» DIRECTIONS:
Would you please return the lines of the material that contain the word "their"?

» STUDY MATERIAL:
//! Runtime value representation for template evaluation.
//!
//! Every argument, variable, and function result inside a render is a
//! [`Value`]: a small tagged union over the JSON-ish shapes that custom
//! commands work with. Intermediate results stay typed throughout an
//! evaluation; conversion to text happens exactly once, when a resolved
//! expression is substituted back into the template (see
//! [`Value::stringify`]).
//!
//! Two textual conversions exist and they are deliberately different:
//!
//! - [`Value::stringify`] - final template substitution. Null renders as
//!   the empty string, integral numbers render without a trailing `.0`,
//!   lists and maps render as JSON.
//! - [`Value::substitution_text`] - re-substitution of a resolved `(...)`
//!   sub-expression into its parent expression. Maps prefer their `value`
//!   field, then their `id` field, then JSON.

use serde::{Deserialize, Serialize, Serializer};
use std::collections::BTreeMap;
use std::fmt;

/// Largest integer magnitude that survives an `f64` round trip intact.
///
/// Bare numeric tokens above this bound are kept as strings so platform
/// snowflake identifiers never lose precision.
pub const MAX_SAFE_INTEGER: i64 = 9_007_199_254_740_991;

/// A runtime value inside one render.
///
/// Serialization is untagged so captured contexts persist as plain JSON
/// and replay through the scheduler without any wrapper noise. `Serialize`
/// is hand-written so integral numbers emit as integers (`1`, not `1.0`),
/// keeping serialized contexts and JSON-rendered lists/maps in agreement
/// with [`Value::stringify`].
#[derive(Debug, Clone, PartialEq, Deserialize)]
#[serde(untagged)]
pub enum Value {
    Null,
    Bool(bool),
    Num(f64),
    Str(String),
    List(Vec<Value>),
    Map(BTreeMap<String, Value>),
}

impl Serialize for Value {
    fn serialize<S: Serializer>(&self, serializer: S) -> Result<S::Ok, S::Error> {
        match self {
            Value::Null => serializer.serialize_unit(),
            Value::Bool(b) => serializer.serialize_bool(*b),
            Value::Num(n) => {
                if n.fract() == 0.0 && n.abs() <= MAX_SAFE_INTEGER as f64 {
                    serializer.serialize_i64(*n as i64)
                } else {
                    serializer.serialize_f64(*n)
                }
            }
            Value::Str(s) => serializer.serialize_str(s),
            Value::List(items) => items.serialize(serializer),
            Value::Map(map) => map.serialize(serializer),
        }
    }
}

impl Default for Value {
    fn default() -> Self {
        Value::Null
    }
}

impl Value {
    /// Final-substitution text form.
    pub fn stringify(&self) -> String {
        match self {
            Value::Null => String::new(),
            Value::Bool(b) => b.to_string(),
            Value::Num(n) => format_number(*n),
            Value::Str(s) => s.clone(),
            Value::List(_) | Value::Map(_) => {
                serde_json::to_string(self).unwrap_or_default()
            }
        }
    }

    /// Text form used when a resolved `(...)` sub-expression is written
    /// back into its parent expression.
    ///
    /// Maps prefer a `value` field, then an `id` field, then JSON; every
    /// other shape uses [`Value::stringify`].
    pub fn substitution_text(&self) -> String {
        if let Value::Map(map) = self {
            if let Some(v) = map.get("value") {
                return v.stringify();
            }
            if let Some(v) = map.get("id") {
                return v.stringify();
            }
            return serde_json::to_string(self).unwrap_or_default();
        }
        self.stringify()
    }

    /// Numeric view: numbers pass through, numeric strings parse, booleans
    /// map to 1/0. Everything else is `None`.
    pub fn as_num(&self) -> Option<f64> {
        match self {
            Value::Num(n) => Some(*n),
            Value::Str(s) => s.trim().parse::<f64>().ok().filter(|n| n.is_finite()),
            Value::Bool(b) => Some(if *b { 1.0 } else { 0.0 }),
            _ => None,
        }
    }

    /// List view. Strings holding a JSON array parse back into a list;
    /// this is what lets a parenthesized sub-expression's re-substituted
    /// text flow into the array builtins.
    pub fn as_list(&self) -> Option<Vec<Value>> {
        match self {
            Value::List(items) => Some(items.clone()),
            Value::Str(s) if s.trim_start().starts_with('[') => {
                match serde_json::from_str::<Value>(s) {
                    Ok(Value::List(items)) => Some(items),
                    _ => None,
                }
            }
            _ => None,
        }
    }

    /// Truthiness follows the conventions command authors expect:
    /// empty string, `"false"`, zero, null, and empty collections are
    /// false; everything else is true.
    pub fn truthy(&self) -> bool {
        match self {
            Value::Null => false,
            Value::Bool(b) => *b,
            Value::Num(n) => *n != 0.0,
            Value::Str(s) => !s.is_empty() && s != "false",
            Value::List(items) => !items.is_empty(),
            Value::Map(map) => !map.is_empty(),
        }
    }

    /// Walks a dotted path (`a.b.0`) through nested maps and lists.
    pub fn get_path(&self, path: &str) -> Option<&Value> {
        let mut current = self;
        for segment in path.split('.') {
            if segment.is_empty() {
                continue;
            }
            current = match current {
                Value::Map(map) => map.get(segment)?,
                Value::List(items) => {
                    let index: usize = segment.parse().ok()?;
                    items.get(index)?
                }
                _ => return None,
            };
        }
        Some(current)
    }

    /// Converts into the equivalent `serde_json::Value`.
    pub fn to_json(&self) -> serde_json::Value {
        match self {
            Value::Null => serde_json::Value::Null,
            Value::Bool(b) => serde_json::Value::Bool(*b),
            Value::Num(n) => {
                if n.fract() == 0.0 && n.abs() <= MAX_SAFE_INTEGER as f64 {
                    serde_json::Value::from(*n as i64)
                } else {
                    serde_json::Number::from_f64(*n)
                        .map(serde_json::Value::Number)
                        .unwrap_or(serde_json::Value::Null)
                }
            }
            Value::Str(s) => serde_json::Value::String(s.clone()),
            Value::List(items) => {
                serde_json::Value::Array(items.iter().map(Value::to_json).collect())
            }
            Value::Map(map) => serde_json::Value::Object(
                map.iter().map(|(k, v)| (k.clone(), v.to_json())).collect(),
            ),
        }
    }

    /// Converts from a `serde_json::Value`.
    pub fn from_json(json: serde_json::Value) -> Self {
        match json {
            serde_json::Value::Null => Value::Null,
            serde_json::Value::Bool(b) => Value::Bool(b),
            serde_json::Value::Number(n) => Value::Num(n.as_f64().unwrap_or(0.0)),
            serde_json::Value::String(s) => Value::Str(s),
            serde_json::Value::Array(items) => {
                Value::List(items.into_iter().map(Value::from_json).collect())
            }
            serde_json::Value::Object(map) => Value::Map(
                map.into_iter().map(|(k, v)| (k, Value::from_json(v))).collect(),
            ),
        }
    }
}

/// Integral floats render without a decimal point; others use the shortest
/// round-trippable form.
fn format_number(n: f64) -> String {
    if n.fract() == 0.0 && n.abs() <= MAX_SAFE_INTEGER as f64 {
        format!("{}", n as i64)
    } else {
        format!("{n}")
    }
}

impl fmt::Display for Value {
    fn fmt(&self, f: &mut fmt::Formatter<'_>) -> fmt::Result {
        f.write_str(&self.stringify())
    }
}

impl From<&str> for Value {
    fn from(s: &str) -> Self {
        Value::Str(s.to_string())
    }
}

impl From<String> for Value {
    fn from(s: String) -> Self {
        Value::Str(s)
    }
}

impl From<f64> for Value {
    fn from(n: f64) -> Self {
        Value::Num(n)
    }
}

impl From<i64> for Value {
    fn from(n: i64) -> Self {
        Value::Num(n as f64)
    }
}

impl From<bool> for Value {
    fn from(b: bool) -> Self {
        Value::Bool(b)
    }
}

impl From<Vec<Value>> for Value {
    fn from(items: Vec<Value>) -> Self {
        Value::List(items)
    }
}

impl From<Vec<String>> for Value {
    fn from(items: Vec<String>) -> Self {
        Value::List(items.into_iter().map(Value::Str).collect())
    }
}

» ANSWER TO THE PROBLEM:
//!   sub-expression into its parent expression. Maps prefer their `value`
//!   field, then their `id` field, then JSON.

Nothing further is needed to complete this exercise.